> Record excerpts:
//! Metadata scrubbing.
//!
//! Drops the ancillary blocks (ICC profile, EXIF) a raster carried over from
//! its source container. Strictly metadata-only: pixel values, dimensions,
//! and color mode are untouched, and applying it twice is the same as
//! applying it once.

use super::raster::Raster;

/// Return a copy of the raster with all embedded metadata removed.
pub fn strip_metadata(raster: &Raster) -> Raster {
    Raster {
        image: raster.image.clone(),
        icc: None,
        exif: None,
    }
}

> Exercise description: Pull out every line holding "applying" from the records above, and copy it.

> Task answer:
//! and color mode are untouched, and applying it twice is the same as
//! applying it once.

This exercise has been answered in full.